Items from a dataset

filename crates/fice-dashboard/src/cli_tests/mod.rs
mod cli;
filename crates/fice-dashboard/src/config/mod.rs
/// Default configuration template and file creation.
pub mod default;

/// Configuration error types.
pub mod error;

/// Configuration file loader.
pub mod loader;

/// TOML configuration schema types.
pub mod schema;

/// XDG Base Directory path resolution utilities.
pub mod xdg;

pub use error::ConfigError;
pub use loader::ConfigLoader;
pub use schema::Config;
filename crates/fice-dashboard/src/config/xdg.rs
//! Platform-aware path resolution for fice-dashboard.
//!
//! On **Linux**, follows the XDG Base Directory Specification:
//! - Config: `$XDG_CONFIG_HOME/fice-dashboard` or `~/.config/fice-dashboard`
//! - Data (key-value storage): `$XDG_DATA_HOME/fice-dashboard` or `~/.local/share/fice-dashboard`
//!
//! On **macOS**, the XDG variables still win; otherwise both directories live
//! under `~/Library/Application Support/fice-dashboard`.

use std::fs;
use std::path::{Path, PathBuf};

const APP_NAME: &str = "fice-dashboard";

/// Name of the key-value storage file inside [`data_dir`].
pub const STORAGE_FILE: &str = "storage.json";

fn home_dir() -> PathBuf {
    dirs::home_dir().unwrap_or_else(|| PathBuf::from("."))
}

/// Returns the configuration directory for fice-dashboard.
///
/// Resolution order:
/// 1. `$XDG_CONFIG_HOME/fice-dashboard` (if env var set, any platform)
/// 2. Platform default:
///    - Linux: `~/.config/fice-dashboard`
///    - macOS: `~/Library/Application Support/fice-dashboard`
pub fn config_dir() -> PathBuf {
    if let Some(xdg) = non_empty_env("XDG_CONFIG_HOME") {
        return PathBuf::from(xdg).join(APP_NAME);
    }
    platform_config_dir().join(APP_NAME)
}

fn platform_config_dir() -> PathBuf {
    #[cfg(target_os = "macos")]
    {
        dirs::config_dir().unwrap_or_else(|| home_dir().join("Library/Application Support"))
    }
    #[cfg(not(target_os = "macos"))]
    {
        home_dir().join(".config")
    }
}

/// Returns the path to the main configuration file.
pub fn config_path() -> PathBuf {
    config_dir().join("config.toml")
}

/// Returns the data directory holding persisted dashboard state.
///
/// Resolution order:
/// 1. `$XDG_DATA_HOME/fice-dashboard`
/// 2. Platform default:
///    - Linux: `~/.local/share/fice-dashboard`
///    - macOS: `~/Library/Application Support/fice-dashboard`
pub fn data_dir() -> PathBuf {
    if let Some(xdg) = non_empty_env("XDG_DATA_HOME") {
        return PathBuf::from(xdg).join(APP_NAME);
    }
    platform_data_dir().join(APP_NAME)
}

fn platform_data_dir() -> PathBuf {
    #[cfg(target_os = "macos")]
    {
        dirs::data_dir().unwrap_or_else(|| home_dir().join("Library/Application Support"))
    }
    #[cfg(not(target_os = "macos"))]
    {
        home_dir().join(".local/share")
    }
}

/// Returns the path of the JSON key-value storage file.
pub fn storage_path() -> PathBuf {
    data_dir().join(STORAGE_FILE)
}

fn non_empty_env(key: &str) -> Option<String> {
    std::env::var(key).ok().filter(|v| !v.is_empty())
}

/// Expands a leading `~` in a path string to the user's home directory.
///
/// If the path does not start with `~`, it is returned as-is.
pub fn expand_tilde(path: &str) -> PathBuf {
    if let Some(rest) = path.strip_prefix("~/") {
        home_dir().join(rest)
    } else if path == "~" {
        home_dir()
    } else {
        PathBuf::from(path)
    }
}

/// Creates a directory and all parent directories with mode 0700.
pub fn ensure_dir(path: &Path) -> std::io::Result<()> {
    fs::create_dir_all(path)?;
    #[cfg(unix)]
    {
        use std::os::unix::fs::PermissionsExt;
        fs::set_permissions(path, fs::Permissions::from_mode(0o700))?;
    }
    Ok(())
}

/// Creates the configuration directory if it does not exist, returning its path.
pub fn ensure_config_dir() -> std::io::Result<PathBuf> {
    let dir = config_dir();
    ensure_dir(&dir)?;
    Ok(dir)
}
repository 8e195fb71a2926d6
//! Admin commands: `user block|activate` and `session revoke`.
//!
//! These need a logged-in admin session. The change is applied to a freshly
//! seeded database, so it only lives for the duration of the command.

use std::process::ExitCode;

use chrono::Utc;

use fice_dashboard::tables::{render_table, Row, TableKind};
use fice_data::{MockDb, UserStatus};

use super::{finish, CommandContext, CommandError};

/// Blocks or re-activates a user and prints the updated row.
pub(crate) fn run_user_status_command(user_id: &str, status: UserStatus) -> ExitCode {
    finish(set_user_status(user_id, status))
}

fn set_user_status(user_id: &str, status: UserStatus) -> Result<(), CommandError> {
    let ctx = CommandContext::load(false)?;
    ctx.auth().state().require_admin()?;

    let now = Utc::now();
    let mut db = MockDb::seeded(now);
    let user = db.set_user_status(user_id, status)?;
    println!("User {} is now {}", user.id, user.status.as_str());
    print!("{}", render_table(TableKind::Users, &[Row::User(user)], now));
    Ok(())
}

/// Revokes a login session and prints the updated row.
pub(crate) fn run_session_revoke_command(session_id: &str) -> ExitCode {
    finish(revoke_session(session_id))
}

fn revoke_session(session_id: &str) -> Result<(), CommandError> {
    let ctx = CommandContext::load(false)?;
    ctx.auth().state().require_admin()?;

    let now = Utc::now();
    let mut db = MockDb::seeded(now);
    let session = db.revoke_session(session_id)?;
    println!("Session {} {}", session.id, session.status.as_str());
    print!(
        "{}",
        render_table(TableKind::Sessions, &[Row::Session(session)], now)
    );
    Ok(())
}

> _EXERCISE DESCRIPTION_: Print every line you see above, exactly as written.

> _TASK ANSWER_:
filename crates/fice-dashboard/src/cli_tests/mod.rs
mod cli;
filename crates/fice-dashboard/src/config/mod.rs
/// Default configuration template and file creation.
pub mod default;

/// Configuration error types.
pub mod error;

/// Configuration file loader.
pub mod loader;

/// TOML configuration schema types.
pub mod schema;

/// XDG Base Directory path resolution utilities.
pub mod xdg;

pub use error::ConfigError;
pub use loader::ConfigLoader;
pub use schema::Config;
filename crates/fice-dashboard/src/config/xdg.rs
//! Platform-aware path resolution for fice-dashboard.
//!
//! On **Linux**, follows the XDG Base Directory Specification:
//! - Config: `$XDG_CONFIG_HOME/fice-dashboard` or `~/.config/fice-dashboard`
//! - Data (key-value storage): `$XDG_DATA_HOME/fice-dashboard` or `~/.local/share/fice-dashboard`
//!
//! On **macOS**, the XDG variables still win; otherwise both directories live
//! under `~/Library/Application Support/fice-dashboard`.

use std::fs;
use std::path::{Path, PathBuf};

const APP_NAME: &str = "fice-dashboard";

/// Name of the key-value storage file inside [`data_dir`].
pub const STORAGE_FILE: &str = "storage.json";

fn home_dir() -> PathBuf {
    dirs::home_dir().unwrap_or_else(|| PathBuf::from("."))
}

/// Returns the configuration directory for fice-dashboard.
///
/// Resolution order:
/// 1. `$XDG_CONFIG_HOME/fice-dashboard` (if env var set, any platform)
/// 2. Platform default:
///    - Linux: `~/.config/fice-dashboard`
///    - macOS: `~/Library/Application Support/fice-dashboard`
pub fn config_dir() -> PathBuf {
    if let Some(xdg) = non_empty_env("XDG_CONFIG_HOME") {
        return PathBuf::from(xdg).join(APP_NAME);
    }
    platform_config_dir().join(APP_NAME)
}

fn platform_config_dir() -> PathBuf {
    #[cfg(target_os = "macos")]
    {
        dirs::config_dir().unwrap_or_else(|| home_dir().join("Library/Application Support"))
    }
    #[cfg(not(target_os = "macos"))]
    {
        home_dir().join(".config")
    }
}

/// Returns the path to the main configuration file.
pub fn config_path() -> PathBuf {
    config_dir().join("config.toml")
}

/// Returns the data directory holding persisted dashboard state.
///
/// Resolution order:
/// 1. `$XDG_DATA_HOME/fice-dashboard`
/// 2. Platform default:
///    - Linux: `~/.local/share/fice-dashboard`
///    - macOS: `~/Library/Application Support/fice-dashboard`
pub fn data_dir() -> PathBuf {
    if let Some(xdg) = non_empty_env("XDG_DATA_HOME") {
        return PathBuf::from(xdg).join(APP_NAME);
    }
    platform_data_dir().join(APP_NAME)
}

fn platform_data_dir() -> PathBuf {
    #[cfg(target_os = "macos")]
    {
        dirs::data_dir().unwrap_or_else(|| home_dir().join("Library/Application Support"))
    }
    #[cfg(not(target_os = "macos"))]
    {
        home_dir().join(".local/share")
    }
}

/// Returns the path of the JSON key-value storage file.
pub fn storage_path() -> PathBuf {
    data_dir().join(STORAGE_FILE)
}

fn non_empty_env(key: &str) -> Option<String> {
    std::env::var(key).ok().filter(|v| !v.is_empty())
}

/// Expands a leading `~` in a path string to the user's home directory.
///
/// If the path does not start with `~`, it is returned as-is.
pub fn expand_tilde(path: &str) -> PathBuf {
    if let Some(rest) = path.strip_prefix("~/") {
        home_dir().join(rest)
    } else if path == "~" {
        home_dir()
    } else {
        PathBuf::from(path)
    }
}

/// Creates a directory and all parent directories with mode 0700.
pub fn ensure_dir(path: &Path) -> std::io::Result<()> {
    fs::create_dir_all(path)?;
    #[cfg(unix)]
    {
        use std::os::unix::fs::PermissionsExt;
        fs::set_permissions(path, fs::Permissions::from_mode(0o700))?;
    }
    Ok(())
}

/// Creates the configuration directory if it does not exist, returning its path.
pub fn ensure_config_dir() -> std::io::Result<PathBuf> {
    let dir = config_dir();
    ensure_dir(&dir)?;
    Ok(dir)
}
repository 8e195fb71a2926d6
//! Admin commands: `user block|activate` and `session revoke`.
//!
//! These need a logged-in admin session. The change is applied to a freshly
//! seeded database, so it only lives for the duration of the command.

use std::process::ExitCode;

use chrono::Utc;

use fice_dashboard::tables::{render_table, Row, TableKind};
use fice_data::{MockDb, UserStatus};

use super::{finish, CommandContext, CommandError};

/// Blocks or re-activates a user and prints the updated row.
pub(crate) fn run_user_status_command(user_id: &str, status: UserStatus) -> ExitCode {
    finish(set_user_status(user_id, status))
}

fn set_user_status(user_id: &str, status: UserStatus) -> Result<(), CommandError> {
    let ctx = CommandContext::load(false)?;
    ctx.auth().state().require_admin()?;

    let now = Utc::now();
    let mut db = MockDb::seeded(now);
    let user = db.set_user_status(user_id, status)?;
    println!("User {} is now {}", user.id, user.status.as_str());
    print!("{}", render_table(TableKind::Users, &[Row::User(user)], now));
    Ok(())
}

/// Revokes a login session and prints the updated row.
pub(crate) fn run_session_revoke_command(session_id: &str) -> ExitCode {
    finish(revoke_session(session_id))
}

fn revoke_session(session_id: &str) -> Result<(), CommandError> {
    let ctx = CommandContext::load(false)?;
    ctx.auth().state().require_admin()?;

    let now = Utc::now();
    let mut db = MockDb::seeded(now);
    let session = db.revoke_session(session_id)?;
    println!("Session {} {}", session.id, session.status.as_str());
    print!(
        "{}",
        render_table(TableKind::Sessions, &[Row::Session(session)], now)
    );
    Ok(())
}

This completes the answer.